Ebrahim believes his AI matrix of player scoring and financial valuation is unique, “surpassing even my expectations of what it is. It’s a well-balanced platform that gives you emphasis on both sides of the business.” He declined to give the cost to teams and agents for access, in part because some organizations are interested only in parts of ProFitX capabilities, such as salary cap modeling, so fees vary. While the NBA remains a core business focus and he hopes to ink more clients ahead of this summer’s free agency period, Ebrahim isn’t waiting to roll out new uses for his tech.
One next target is the burgeoning world of North American sports betting. Last week, the company unveiled a consumer product for sports bettors and fantasy players to help them make better decisions. The offerings include three tiers of access to player profiles. It starts at $25 for the rest of the NBA season to get in-depth reports on 15 players; $35 for 20; and $40 for a portfolio for 25 pros. Fantasy players who have to manage salary caps on FanDuel and DraftKings can set budget parameters and better judge who may be a bargain addition to their fantasy roster, based on ProFitX’s real time contract value, which is built off the player’s past 10 games in the retail offering.

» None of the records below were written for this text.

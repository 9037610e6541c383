use std::pin::Pin;

use eventsource_stream::{EventStream, Eventsource};
use futures_util::Stream;
use serde::Deserialize;
use serde::de::DeserializeOwned;

use crate::providers::shared::{ProviderError, ProviderResult, StreamEvent, classify_stream_error};

/// SSE parser that converts an Anthropic byte stream into `StreamEvent`s.
pub struct SseParser<S> {
    inner: EventStream<S>,
}

impl<S> SseParser<S> {
    pub fn new(stream: S) -> Self
    where
        S: Eventsource,
    {
        Self {
            inner: stream.eventsource(),
        }
    }
}

impl<S, E> Stream for SseParser<S>
where
    S: Stream<Item = std::result::Result<bytes::Bytes, E>> + Unpin,
    E: std::error::Error + Send + Sync + 'static,
{
    type Item = ProviderResult<StreamEvent>;

    fn poll_next(
        mut self: Pin<&mut Self>,
        cx: &mut std::task::Context<'_>,
    ) -> std::task::Poll<Option<Self::Item>> {
        use std::task::Poll;

        match Pin::new(&mut self.inner).poll_next(cx) {
            Poll::Ready(Some(Ok(event))) => {
                Poll::Ready(Some(parse_sse_event_fields(&event.event, &event.data)))
            }
            Poll::Ready(Some(Err(e))) => Poll::Ready(Some(Err(classify_stream_error(&e)))),
            Poll::Ready(None) => Poll::Ready(None),
            Poll::Pending => Poll::Pending,
        }
    }
}

fn parse_data<T: DeserializeOwned>(event_type: &str, data: Option<&str>) -> ProviderResult<T> {
    let data = data.ok_or_else(|| {
        ProviderError::parse(format!("Missing data for {event_type}"))
    })?;
    serde_json::from_str(data)
        .map_err(|err| ProviderError::parse(format!("Failed to parse {event_type}: {err}")))
}

#[derive(Debug, Deserialize)]
struct SseEnvelope {
    #[serde(rename = "type")]
    event_type: Option<String>,
}

/// The payload's `type` wins over the `event:` line, which is optional.
fn event_kind(event_name: &str, data: Option<&str>) -> String {
    data.and_then(|raw| serde_json::from_str::<SseEnvelope>(raw).ok())
        .and_then(|envelope| envelope.event_type)
        .unwrap_or_else(|| event_name.to_string())
}

fn parse_sse_event_fields(event_name: &str, data: &str) -> ProviderResult<StreamEvent> {
    let data = if data.trim().is_empty() {
        None
    } else {
        Some(data)
    };

    let kind = event_kind(event_name, data);
    let event_type = kind.as_str();
    match event_type {
        "ping" => Ok(StreamEvent::Ping),
        "message_start" => {
            let parsed: SseMessageStart = parse_data(event_type, data)?;
            Ok(StreamEvent::MessageStart {
                model: parsed.message.model,
            })
        }
        "content_block_start" => {
            let parsed: SseIndexed = parse_data(event_type, data)?;
            Ok(StreamEvent::ContentBlockStart {
                index: parsed.index,
            })
        }
        "content_block_delta" => {
            let parsed: SseContentBlockDelta = parse_data(event_type, data)?;
            match parsed.delta.delta_type.as_str() {
                "text_delta" => Ok(StreamEvent::TextDelta {
                    index: parsed.index,
                    text: parsed.delta.text.unwrap_or_default(),
                }),
                other => Err(ProviderError::parse(format!("Unsupported delta type: {other}"))),
            }
        }
        "content_block_stop" => {
            let parsed: SseIndexed = parse_data(event_type, data)?;
            Ok(StreamEvent::ContentBlockCompleted {
                index: parsed.index,
            })
        }
        "message_delta" => {
            let parsed: SseMessageDelta = parse_data(event_type, data)?;
            Ok(StreamEvent::MessageDelta {
                stop_reason: parsed.delta.stop_reason,
            })
        }
        "message_stop" => Ok(StreamEvent::MessageCompleted),
        "error" => {
            let parsed: SseError = parse_data(event_type, data)?;
            Ok(StreamEvent::Error {
                error_type: parsed.error.error_type,
                message: parsed.error.message,
            })
        }
        other => Err(ProviderError::parse(format!("Unknown SSE event type: {other}"))),
    }
}

// === SSE Response Structures ===

#[derive(Debug, Deserialize)]
struct SseMessageStart {
    message: SseMessageInfo,
}

#[derive(Debug, Deserialize)]
struct SseMessageInfo {
    model: String,
}

#[derive(Debug, Deserialize)]
struct SseIndexed {
    index: usize,
}

#[derive(Debug, Deserialize)]
struct SseContentBlockDelta {
    index: usize,
    delta: SseDelta,
}

#[derive(Debug, Deserialize)]
struct SseDelta {
    #[serde(rename = "type")]
    delta_type: String,
    #[serde(default)]
    text: Option<String>,
}

#[derive(Debug, Deserialize)]
struct SseMessageDelta {
    delta: SseMessageDeltaInner,
}

#[derive(Debug, Deserialize)]
struct SseMessageDeltaInner {
    #[serde(default)]
    stop_reason: Option<String>,
}

#[derive(Debug, Deserialize)]
struct SseError {
    error: SseErrorInfo,
}

#[derive(Debug, Deserialize)]
struct SseErrorInfo {
    #[serde(rename = "type")]
    error_type: String,
    message: String,
}

#[cfg(test)]
mod tests {
    use futures_util::StreamExt;

    use super::*;
    use crate::providers::shared::ProviderErrorKind;

    const SSE_TEXT_RESPONSE: &str = r#"event: message_start
data: {"type":"message_start","message":{"id":"msg_123","type":"message","role":"assistant","content":[],"model":"claude-sonnet-4-20250514","stop_reason":null,"usage":{"input_tokens":10,"output_tokens":1}}}

event: content_block_start
data: {"type":"content_block_start","index":0,"content_block":{"type":"text","text":""}}

event: ping
data: {"type":"ping"}

event: content_block_delta
data: {"type":"content_block_delta","index":0,"delta":{"type":"text_delta","text":"Hel"}}

event: content_block_delta
data: {"type":"content_block_delta","index":0,"delta":{"type":"text_delta","text":"lo"}}

event: content_block_stop
data: {"type":"content_block_stop","index":0}

event: message_delta
data: {"type":"message_delta","delta":{"stop_reason":"end_turn","stop_sequence":null},"usage":{"output_tokens":5}}

event: message_stop
data: {"type":"message_stop"}

"#;

    fn mock_byte_stream(
        data: &str,
        chunk_size: usize,
    ) -> impl Stream<Item = std::result::Result<bytes::Bytes, std::io::Error>> + Unpin {
        let chunks: Vec<_> = data
            .as_bytes()
            .chunks(chunk_size)
            .map(|c| Ok(bytes::Bytes::copy_from_slice(c)))
            .collect();
        futures_util::stream::iter(chunks)
    }

    async fn collect(data: &str, chunk_size: usize) -> Vec<ProviderResult<StreamEvent>> {
        SseParser::new(mock_byte_stream(data, chunk_size))
            .collect()
            .await
    }

    #[tokio::test]
    async fn test_sse_parser_text_response() {
        let events: Vec<StreamEvent> = collect(SSE_TEXT_RESPONSE, 50)
            .await
            .into_iter()
            .map(|r| r.expect("Expected valid event"))
            .collect();

        assert_eq!(events.len(), 8);
        assert!(
            matches!(&events[0], StreamEvent::MessageStart { model } if model == "claude-sonnet-4-20250514")
        );
        assert_eq!(events[1], StreamEvent::ContentBlockStart { index: 0 });
        assert_eq!(events[2], StreamEvent::Ping);
        assert_eq!(
            events[3],
            StreamEvent::TextDelta {
                index: 0,
                text: "Hel".to_string()
            }
        );
        assert_eq!(
            events[4],
            StreamEvent::TextDelta {
                index: 0,
                text: "lo".to_string()
            }
        );
        assert_eq!(events[5], StreamEvent::ContentBlockCompleted { index: 0 });
        assert_eq!(
            events[6],
            StreamEvent::MessageDelta {
                stop_reason: Some("end_turn".to_string())
            }
        );
        assert_eq!(events[7], StreamEvent::MessageCompleted);
    }

    #[tokio::test]
    async fn test_sse_parser_error_event() {
        let data = r#"event: error
data: {"type":"error","error":{"type":"overloaded_error","message":"API is temporarily overloaded"}}

"#;
        let events = collect(data, 16).await;
        assert_eq!(events.len(), 1);
        assert_eq!(
            events[0].as_ref().unwrap(),
            &StreamEvent::Error {
                error_type: "overloaded_error".to_string(),
                message: "API is temporarily overloaded".to_string()
            }
        );
    }

    #[tokio::test]
    async fn test_sse_parser_handles_crlf_and_small_chunks() {
        let data = "event: ping\r\ndata: {\"type\":\"ping\"}\r\n\r\nevent: message_stop\r\ndata: {\"type\":\"message_stop\"}\r\n\r\n";
        let events: Vec<StreamEvent> = collect(data, 7)
            .await
            .into_iter()
            .map(Result::unwrap)
            .collect();
        assert_eq!(events, vec![StreamEvent::Ping, StreamEvent::MessageCompleted]);
    }

    #[tokio::test]
    async fn test_sse_parser_handles_utf8_split_across_chunks() {
        let data = r#"event: content_block_delta
data: {"type":"content_block_delta","index":0,"delta":{"type":"text_delta","text":"Hello 👋 world"}}

"#;
        let bytes = data.as_bytes();
        let emoji_start = bytes
            .windows(4)
            .position(|w| w == [0xF0, 0x9F, 0x91, 0x8B])
            .expect("emoji not found");
        let split_point = emoji_start + 2;

        let chunks: Vec<std::result::Result<bytes::Bytes, std::io::Error>> = vec![
            Ok(bytes::Bytes::copy_from_slice(&bytes[..split_point])),
            Ok(bytes::Bytes::copy_from_slice(&bytes[split_point..])),
        ];
        let mut parser = SseParser::new(futures_util::stream::iter(chunks));

        let event = parser.next().await.unwrap().expect("should parse");
        assert_eq!(
            event,
            StreamEvent::TextDelta {
                index: 0,
                text: "Hello 👋 world".to_string()
            }
        );
    }

    #[tokio::test]
    async fn test_sse_parser_reports_unsupported_delta_as_parse_error() {
        let data = r#"event: content_block_delta
data: {"type":"content_block_delta","index":0,"delta":{"type":"thinking_delta","thinking":"hmm"}}

"#;
        let events = collect(data, 64).await;
        let err = events[0].as_ref().unwrap_err();
        assert_eq!(err.kind, ProviderErrorKind::Parse);
    }

    #[tokio::test]
    async fn test_sse_parser_reads_kind_from_payload_without_event_lines() {
        let data = concat!(
            "data: {\"type\":\"content_block_delta\",\"index\":0,\"delta\":{\"type\":\"text_delta\",\"text\":\"Hi\"}}\n\n",
            "data: {\"type\":\"message_stop\"}\n\n",
        );
        let events: Vec<StreamEvent> = collect(data, 32)
            .await
            .into_iter()
            .map(Result::unwrap)
            .collect();
        assert_eq!(
            events,
            vec![
                StreamEvent::TextDelta {
                    index: 0,
                    text: "Hi".to_string()
                },
                StreamEvent::MessageCompleted
            ]
        );
    }

    #[tokio::test]
    async fn test_sse_parser_falls_back_to_event_name_for_untyped_payload() {
        let data = "event: ping\ndata: {}\n\n";
        let events = collect(data, 64).await;
        assert_eq!(events[0].as_ref().unwrap(), &StreamEvent::Ping);
    }
}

A second new product, Sports Probability Platform, costs $300 for the rest of the NBA season and offers predictions on games starting five days out. Back-testing of the system on 459,000 historic NBA games suggests the SPP should be 66% to 68% accurate on games before they

start, then 70% to 90% accurate on outcomes once they begin (depending mainly on how much time has elapsed in the game). For instance, Wednesday night’s game at the Target center in Minneapolis is a likely loss for the Timberwolves: ProFitX gives the visiting Phoenix Suns a 58% chance of victory, even though the T’Wolves hold an all-time winning record against the Suns and are playing on their home court. Traditional betting lines have the Suns a 1.5-point underdog.
“Used the right way, you’re going to be in a good position,” Ebrahim said. “Oddsmakers don’t give you a lot of data—they give you three data points. We harness all the individual athlete insights, factoring injuries, roster lineup cards, performance projections. We’re not a gambling company. We don’t take anyone’s money. We’re just harnessing our data to predict performance. I think that has universal scalability with consumers.”
The scalability aspect has ProFitX thinking about new sports, too. Next month, Ebrahim’s team is going to start focusing on global soccer with an eye toward offering a consumer-focused prediction system for the World Cup, starting in November.
“I don’t know if we’re going to disrupt gambling, but we’re definitely going to make some waves, make the water a little choppier,” Ebrahim declared. “I’m a firm believer that this is a billion-dollar company, and that this is limitless.”